Friday, July 2, 2010

Law of averages

I met a brigade commander last night who came in to see his soldier in the ICU.  He had traveled from a base over an hour away, and was anxious for a status update, and report on the progress of his care.  The answers were not what he wanted.  No pupillary reflex.  No corneal reflex.  No muscle tone.  No gag reflex.  Most likely, his trooper was brain dead.

The man was crushed, in a work-related accident, by a falling steel panel.  The piece which trapped him to the ground required a forklift to move, and 15 minutes afterwards, the man was without a pulse and in cardiac arrest.  His heart was recalibrated with eletricity, chest compressions and delivery of oxygen, but the tell-tale signs of his anoxia were present already, even by the team of EMTs providing his care.  Fifteen minutes without oxygen to your brain is not survivable.

The Commander said that support brigade suffered no battlefield deaths during his deployment of nearly a year, but two accidental work-related deaths.  This is not clumsiness - in fact, very much the contrary, as there could have been many more in the thousands of munition transfers, movements of heavy machinery, and preparation of heavy equipment for the infantry forces if not for their training and safety precautions - but instead the unavoidable, statistical reality of unpreventable accidents; and the more dangerous the job, the greater that reality.

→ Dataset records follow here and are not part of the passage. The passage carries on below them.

//! Turn upstream resource payloads into canonical [`Resource`] values.
//!
//! Upstream has served three different layouts over time. The layout is
//! detected once per record from the field names present, then decoded by
//! the matching adapter in [`shapes`].

pub(crate) mod lenient;
mod records;
mod shapes;

use chrono::{DateTime, Utc};
use serde::Deserialize;
use serde_json::{Map, Value};
use thiserror::Error;
use tracing::warn;

use crate::date::timestamp_string;
use crate::model::{BillingHistory, Resource};
pub use records::{normalize_interview_status, normalize_status};
use shapes::{CurrentRecord, DirectoryRecord, LegacyHrRecord, ResourceFields};

const ENVELOPE_KEYS: [&str; 4] = ["data", "content", "results", "items"];
const LEGACY_HR_MARKERS: [&str; 4] = ["fullName", "empId", "skillSet", "blocks"];
const DIRECTORY_MARKERS: [&str; 4] = ["resourceName", "employeeCode", "technicalSkills", "blockedDates"];

#[derive(Debug, Clone, Copy, PartialEq, Eq, strum::Display, strum::AsRefStr)]
#[strum(serialize_all = "kebab-case")]
pub enum ResourceShape {
    LegacyHr,
    Directory,
    Current,
}

#[derive(Debug, Error)]
pub enum NormalizeError {
    #[error("resource payload is not a JSON object")]
    NotAnObject,
    #[error("malformed {shape} resource payload: {source}")]
    Shape {
        shape: ResourceShape,
        #[source]
        source: serde_json::Error,
    },
}

/// The record list inside a response body: the body itself when it is an
/// array, else the first array under a common envelope key.
pub fn extract_items(body: &Value) -> &[Value] {
    if let Value::Array(items) = body {
        return items;
    }

    let found = ENVELOPE_KEYS
        .iter()
        .find_map(|key| body.get(key).and_then(Value::as_array));

    match found {
        Some(items) => items,
        None => {
            warn!("response body holds no resource list");
            &[]
        }
    }
}

pub fn detect_shape(record: &Map<String, Value>) -> ResourceShape {
    let has_any = |markers: &[&str]| markers.iter().any(|key| record.contains_key(*key));

    if has_any(&LEGACY_HR_MARKERS) {
        ResourceShape::LegacyHr
    } else if has_any(&DIRECTORY_MARKERS) {
        ResourceShape::Directory
    } else {
        ResourceShape::Current
    }
}

fn decode<'a, T>(shape: ResourceShape, value: &'a Value) -> Result<ResourceFields, NormalizeError>
where
    T: Deserialize<'a> + Into<ResourceFields>,
{
    T::deserialize(value)
        .map(Into::into)
        .map_err(|source| NormalizeError::Shape { shape, source })
}

/// Normalize one upstream record.
pub fn normalize_resource(value: &Value, now: DateTime<Utc>) -> Result<Resource, NormalizeError> {
    let record = value.as_object().ok_or(NormalizeError::NotAnObject)?;

    let shape = detect_shape(record);
    let fields = match shape {
        ResourceShape::LegacyHr => decode::<LegacyHrRecord>(shape, value)?,
        ResourceShape::Directory => decode::<DirectoryRecord>(shape, value)?,
        ResourceShape::Current => decode::<CurrentRecord>(shape, value)?,
    };

    Ok(fields.into_resource(now))
}

/// Normalize a batch. Records that cannot be decoded are replaced by a
/// minimal placeholder so one bad row never hides the rest.
pub fn map_resources(items: &[Value], now: DateTime<Utc>) -> Vec<Resource> {
    items
        .iter()
        .enumerate()
        .map(|(index, item)| {
            normalize_resource(item, now).unwrap_or_else(|err| {
                warn!(index, error = %err, "substituting placeholder for unreadable resource");
                placeholder_resource(item, index, now)
            })
        })
        .collect()
}

fn scalar(record: &Value, keys: &[&str]) -> Option<String> {
    keys.iter().find_map(|key| match record.get(*key)? {
        Value::String(s) if !s.is_empty() => Some(s.clone()),
        Value::Number(n) => Some(n.to_string()),
        _ => None,
    })
}

fn placeholder_resource(item: &Value, index: usize, now: DateTime<Utc>) -> Resource {
    let unknown = format!("unknown-{index}");
    let stamp = timestamp_string(now);

    Resource {
        id: scalar(item, &["id", "employeeId"]).unwrap_or_else(|| unknown.clone()),
        employee_id: scalar(item, &["employeeId", "id"]).unwrap_or(unknown),
        name: scalar(item, &["name", "fullName", "resourceName"]).unwrap_or_default(),
        email: scalar(item, &["email"]).unwrap_or_default(),
        designation: scalar(item, &["designation"]).unwrap_or_default(),
        location: scalar(item, &["location"]).unwrap_or_default(),
        status: normalize_status(scalar(item, &["status"]).as_deref()),
        availability_date: scalar(item, &["availabilityDate"]),
        release_date: scalar(item, &["releaseDate"]),
        billing_history: BillingHistory::default(),
        ctc: item.get("ctc").and_then(Value::as_f64),
        ctc_currency: Some(scalar(item, &["ctcCurrency"]).unwrap_or_else(|| "INR".to_string())),
        created_at: scalar(item, &["createdAt"]).unwrap_or_else(|| stamp.clone()),
        updated_at: scalar(item, &["updatedAt"]).unwrap_or(stamp),
        ..Resource::default()
    }
}

#[cfg(test)]
mod tests {
    use super::*;
    use crate::model::{InterviewStatus, ResourceStatus, SkillLevel, SkillType};
    use chrono::TimeZone;
    use serde_json::json;

    fn now() -> DateTime<Utc> {
        Utc.with_ymd_and_hms(2025, 5, 10, 12, 0, 0).unwrap()
    }

    fn object(value: Value) -> Map<String, Value> {
        value.as_object().cloned().unwrap()
    }

    #[test]
    fn extracts_from_array_or_envelope() {
        let bare = json!([{"id": 1}, {"id": 2}]);
        assert_eq!(extract_items(&bare).len(), 2);

        let paged = json!({"content": [{"id": 1}], "totalElements": 1});
        assert_eq!(extract_items(&paged).len(), 1);

        let wrapped = json!({"data": "nope", "items": [{"id": 1}, {"id": 2}, {"id": 3}]});
        assert_eq!(extract_items(&wrapped).len(), 3);

        assert!(extract_items(&json!({"message": "ok"})).is_empty());
        assert!(extract_items(&json!("text")).is_empty());
    }

    #[test]
    fn shape_detection_is_ordered() {
        assert_eq!(detect_shape(&object(json!({"fullName": "A"}))), ResourceShape::LegacyHr);
        assert_eq!(
            detect_shape(&object(json!({"technicalSkills": [], "blocks": []}))),
            ResourceShape::LegacyHr
        );
        assert_eq!(detect_shape(&object(json!({"employeeCode": "E1"}))), ResourceShape::Directory);
        assert_eq!(detect_shape(&object(json!({"name": "A"}))), ResourceShape::Current);
        assert_eq!(ResourceShape::LegacyHr.to_string(), "legacy-hr");
    }

    #[test]
    fn normalizes_backend_dto() {
        let value = json!({
            "employeeId": "XI-100",
            "name": "Priya Sharma",
            "email": "priya@example.com",
            "designation": "Senior Engineer",
            "location": "Pune",
            "status": "SOFT_BLOCKED",
            "availabilityDate": "2025-06-01",
            "totalExperience": 7,
            "skills": [
                {"name": "Java", "level": "EXPERT", "type": "PRIMARY", "yearsOfExperience": 6},
                {"name": "Kafka", "level": "ADVANCED", "type": "SECONDARY"}
            ],
            "softBlocks": [{"accountId": 12, "accountName": "Globex", "blockedUntil": "2025-06-15"}],
            "ctc": 2400000.0,
            "createdAt": "2025-01-02T10:00:00",
            "updatedAt": "2025-05-01T10:00:00"
        });

        let resource = normalize_resource(&value, now()).unwrap();
        assert_eq!(resource.id, "XI-100");
        assert_eq!(resource.employee_id, "XI-100");
        assert_eq!(resource.status, ResourceStatus::SoftBlocked);
        assert_eq!(resource.total_experience, Some(7.0));
        assert_eq!(resource.skills[0].level, SkillLevel::Expert);
        assert_eq!(resource.skills[1].skill_type, SkillType::Secondary);
        assert_eq!(resource.soft_blocks[0].id, "XI-100-12-2025-06-15");
        assert_eq!(resource.soft_blocks[0].reason, "Globex");
        assert_eq!(resource.ctc_currency.as_deref(), Some("INR"));
        assert!(!resource.billing_history.billable);
        assert_eq!(resource.created_at, "2025-01-02T10:00:00");
    }

    #[test]
    fn normalizes_legacy_hr_export() {
        let value = json!({
            "empId": 5521,
            "fullName": "Arjun Mehta",
            "emailAddress": "arjun@example.com",
            "title": "Consultant",
            "city": "Gurgaon",
            "status": "deployed",
            "availableFrom": "2025-07-01",
            "experience": [{"projectName": "Ledger", "technologies": ["Go"]}],
            "skillSet": [{"name": "Go"}],
            "salary": "1800000",
            "currency": "USD",
            "consideration": [{"requirementId": "REQ-7", "interviewStatus": "SCHEDULED"}]
        });

        let resource = normalize_resource(&value, now()).unwrap();
        assert_eq!(resource.id, "5521");
        assert_eq!(resource.name, "Arjun Mehta");
        assert_eq!(resource.designation, "Consultant");
        assert_eq!(resource.location, "Gurgaon");
        assert_eq!(resource.status, ResourceStatus::Deployed);
        assert_eq!(resource.total_experience, None);
        assert_eq!(resource.project_experience[0].project_name, "Ledger");
        assert_eq!(resource.ctc, Some(1_800_000.0));
        assert_eq!(resource.ctc_currency.as_deref(), Some("USD"));
        assert_eq!(
            resource.considerations[0].interview_status,
            Some(InterviewStatus::Scheduled)
        );
        assert_eq!(resource.created_at, "2025-05-10T12:00:00.000Z");
    }

    #[test]
    fn legacy_numeric_experience_is_total_years() {
        let value = json!({"fullName": "A", "experience": 4.5});
        let resource = normalize_resource(&value, now()).unwrap();
        assert_eq!(resource.total_experience, Some(4.5));
        assert!(resource.project_experience.is_empty());
    }

    #[test]
    fn normalizes_directory_record() {
        let value = json!({
            "employeeCode": "D-9",
            "resourceName": "Lin Zhou",
            "emailId": "lin@example.com",
            "position": "Architect",
            "officeLocation": "Hyderabad",
            "availableDate": "2025-05-20",
            "yearsOfExperience": "12",
            "technicalSkills": [{"name": "Azure", "level": "guru"}],
            "blockedDates": [{"blockedUntil": "2025-05-30"}],
            "created": "2024-12-01T00:00:00Z"
        });

        let resource = normalize_resource(&value, now()).unwrap();
        assert_eq!(resource.id, "D-9");
        assert_eq!(resource.location, "Hyderabad");
        assert_eq!(resource.status, ResourceStatus::Atp);
        assert_eq!(resource.availability_date.as_deref(), Some("2025-05-20"));
        assert_eq!(resource.total_experience, Some(12.0));
        assert_eq!(resource.skills[0].level, SkillLevel::Intermediate);
        assert_eq!(resource.soft_blocks[0].id, "D-9-block-2025-05-30");
        assert_eq!(resource.soft_blocks[0].start_date, "2025-05-10");
        assert_eq!(resource.soft_blocks[0].created_by, "System");
    }

    #[test]
    fn id_and_employee_id_fill_each_other() {
        let resource = normalize_resource(&json!({"id": 17, "name": "A"}), now()).unwrap();
        assert_eq!(resource.id, "17");
        assert_eq!(resource.employee_id, "17");

        let resource =
            normalize_resource(&json!({"id": "db-1", "employeeId": "XI-1"}), now()).unwrap();
        assert_eq!(resource.id, "db-1");
        assert_eq!(resource.employee_id, "XI-1");
    }

    #[test]
    fn nameless_skills_are_dropped() {
        let value = json!({
            "employeeId": "XI-9",
            "status": "ATP",
            "location": "Delhi",
            "skills": [
                {"level": "expert", "type": "primary"},
                {"name": "   ", "level": "advanced"},
                {"name": "Go"}
            ],
            "considerations": [{
                "requirementId": "REQ-7",
                "requiredSkills": [{"level": "expert"}, {"name": ""}, {"name": "Rust"}]
            }]
        });

        let resource = normalize_resource(&value, now()).unwrap();
        assert_eq!(resource.skills.len(), 1);
        assert_eq!(resource.skills[0].name, "Go");

        let required = resource.considerations[0].required_skills.as_ref().unwrap();
        assert_eq!(required.len(), 1);
        assert_eq!(required[0].name, "Rust");
    }

    #[test]
    fn rejects_non_objects() {
        assert!(matches!(
            normalize_resource(&json!("XI-1"), now()),
            Err(NormalizeError::NotAnObject)
        ));
    }

    #[test]
    fn batch_substitutes_placeholders() {
        let items = vec![
            json!({"employeeId": "XI-1", "name": "Good"}),
            json!({"employeeId": "XI-2", "name": {"first": "Bad"}, "status": "DEPLOYED"}),
            json!(42),
        ];

        let resources = map_resources(&items, now());
        assert_eq!(resources.len(), 3);
        assert_eq!(resources[0].name, "Good");

        assert_eq!(resources[1].id, "XI-2");
        assert_eq!(resources[1].name, "");
        assert_eq!(resources[1].status, ResourceStatus::Deployed);
        assert!(resources[1].skills.is_empty());

        assert_eq!(resources[2].id, "unknown-2");
        assert_eq!(resources[2].employee_id, "unknown-2");
        assert_eq!(resources[2].status, ResourceStatus::Atp);
        assert_eq!(resources[2].created_at, "2025-05-10T12:00:00.000Z");
    }
}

I cannot help but think, however, of dying via an accident here as less palatable than the same thing happening at home (or a battlefield injury here).  Men fight in war, and some die there; this is an ending of honor, and a risk these men, and their families, understand from the outset.  When we leave home to fight, however, we cannot oblige (nor accept) an early departure from this world for the mundane and unworthy poor stroke of luck.  A cracked head on a waxed floor.  A wet finger and an ungrounded light switch.  Complications from a severe pneumonia.  These things happen all over the world, so they happen here too.  If there still 100,000 troops, and 100,000 contractors in Iraq, it is simply a law of averages that bad things will happen to some of these people.  Location, is everything, however, and going down in a hostile country, 8,000 miles from home in the care of strangers is not how anyone envisons their end.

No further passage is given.